ザンドラ・ヒュラーが演じる人物はローズだけど、劇中では男性のふりをしているのでローザとは呼ばれていなかったと思う。
最初は村人たちも警戒するものの、中性的な男性ってわりといるので誰も疑わなかったのか意外と皆信じちゃうものなんだな。そもそも警戒していたのは女性かもしれないということではなく単に曲者かもしれないと思っていた部分もあるかも。

でも決定的な身体的な違いがあるわけで。
結婚したらどうなるか。

そこからの展開は静かなモノクロ映画でも緊張感あり。
しかもローズは現代でいうトランスジェンダーのように男性になりたいわけでもなさそう。
男装のほうが楽だからって男装しちゃうと時代的にはマズいことになるのはわかっているはずなのに、これまでそれを通してきたローザ。
心の隅にはやはり女性の不遇や抑圧への不満があったと思われる。

ローズの苦悩の映画とも言えるけど、奇妙なというか不条理な家族・夫婦ドラマになっていったな…。
3.8
 『ミヒャエル(2011)』のマルクス・シュラインツァー監督、オーストリア・ドイツ合同。
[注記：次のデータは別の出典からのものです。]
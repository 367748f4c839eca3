//! Seams towards the external download and removal subsystems.

use std::fmt;
use std::path::PathBuf;

use thiserror::Error;

use crate::region::RegionCoordinate;

/// Opaque identifier of an external download job.
///
/// # Examples
/// ```
/// use tilegrid_core::JobId;
///
/// let id = JobId::new(42);
/// assert_eq!(id.get(), 42);
/// assert_eq!(id.to_string(), "42");
/// ```
#[derive(Debug, Clone, Copy, PartialEq, Eq, Hash, PartialOrd, Ord)]
#[cfg_attr(feature = "serde", derive(serde::Serialize, serde::Deserialize))]
pub struct JobId(i64);

impl JobId {
    /// Wrap a raw job identifier.
    pub fn new(value: i64) -> Self {
        Self(value)
    }

    /// The raw identifier, as persisted and as understood by the job
    /// manager.
    pub fn get(self) -> i64 {
        self.0
    }
}

impl fmt::Display for JobId {
    fn fmt(&self, f: &mut fmt::Formatter<'_>) -> fmt::Result {
        self.0.fmt(f)
    }
}

/// Lifecycle state of a download job as reported by the job manager.
#[derive(Debug, Clone, Copy, PartialEq, Eq)]
pub enum JobStatus {
    /// Accepted but not yet running.
    Pending,
    /// Transfer in progress.
    Running,
    /// Temporarily halted by the job manager; expected to resume.
    Paused,
    /// Finished; the destination file holds the complete package.
    Succeeded,
    /// Finished unsuccessfully.
    Failed,
    /// The job manager has no record of the identifier.
    Unknown,
}

impl JobStatus {
    /// Whether the job is still worth waiting for. Startup reconciliation
    /// keeps a persisted job id only while its status is active; anything
    /// else is treated as stale bookkeeping and cleared.
    pub fn is_active(self) -> bool {
        matches!(self, Self::Pending | Self::Running | Self::Paused)
    }
}

/// Everything the job manager needs to start one download.
#[derive(Debug, Clone, PartialEq, Eq)]
pub struct JobRequest {
    /// Fully qualified URL of the package to fetch.
    pub url: String,
    /// File the package must be written to.
    pub destination: PathBuf,
    /// Short human-readable label for the job.
    pub title: String,
    /// Longer description, typically the application name.
    pub description: String,
}

/// Errors surfaced by [`DownloadJobManager::submit`].
#[derive(Debug, Error)]
#[non_exhaustive]
pub enum JobManagerError {
    /// The job could not be handed to the download subsystem.
    #[error("failed to submit download job for {url}: {message}")]
    Submit {
        /// URL of the rejected request.
        url: String,
        /// Short description supplied by the subsystem.
        message: String,
    },
}

/// Thin interface to the external asynchronous download subsystem.
///
/// Implementations own whatever concurrency the transfers need; all three
/// operations are cheap synchronous calls from the engine's point of view.
/// Status queries for unknown identifiers must report
/// [`JobStatus::Unknown`] rather than fail.
pub trait DownloadJobManager {
    /// Enqueue a download and return its identifier.
    fn submit(&self, request: JobRequest) -> Result<JobId, JobManagerError>;

    /// Current status of a previously submitted job.
    fn status(&self, id: JobId) -> JobStatus;

    /// Abort a job and discard its bookkeeping. Cancelling an unknown or
    /// finished job is a no-op.
    fn cancel(&self, id: JobId);
}

/// Fire-and-forget dispatch of region removal work to an external worker.
///
/// The engine clears the pending selection as soon as the request is handed
/// over; completion is observed only when the worker calls back into the
/// removal operation.
pub trait RemovalDispatcher {
    /// Request that `coordinate` be removed from the local store.
    fn dispatch(&self, coordinate: RegionCoordinate);
}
モノクロ。
 ベルリン国際映画祭コンペティション部門の目玉作品。

 舞台は17世紀の田舎の村。ヒュラー演じる顔に傷のある兵士が、大量の土地証書を手に、農場の相続人として村にやってくる。村人たちは受け入れざるを得ないが、嫁取りを要求し、女性であることを隠し続けるために、なんとアレでそれに対抗…。

 男装する女性の物語として説得力ある。LGBQTを問うのに共感を得やすい歴史的観点をとり、説教臭くないのがすごい。

 『落下の解剖学』『関心領域』で波に乗り、Sci-Fi大作『プロジェクト・ヘイル・メアリー』やトム・クルーズとの共演『Digger』が控えるザンドラ・ヒュラー。オスカーで撮影賞にノミネートされているアドルフォ・ヴェローゾが彼女を撮った最新作がベルリナーレに並べば、それは主演賞獲るでしょう。

 てっきりこれが金熊だと思ったが。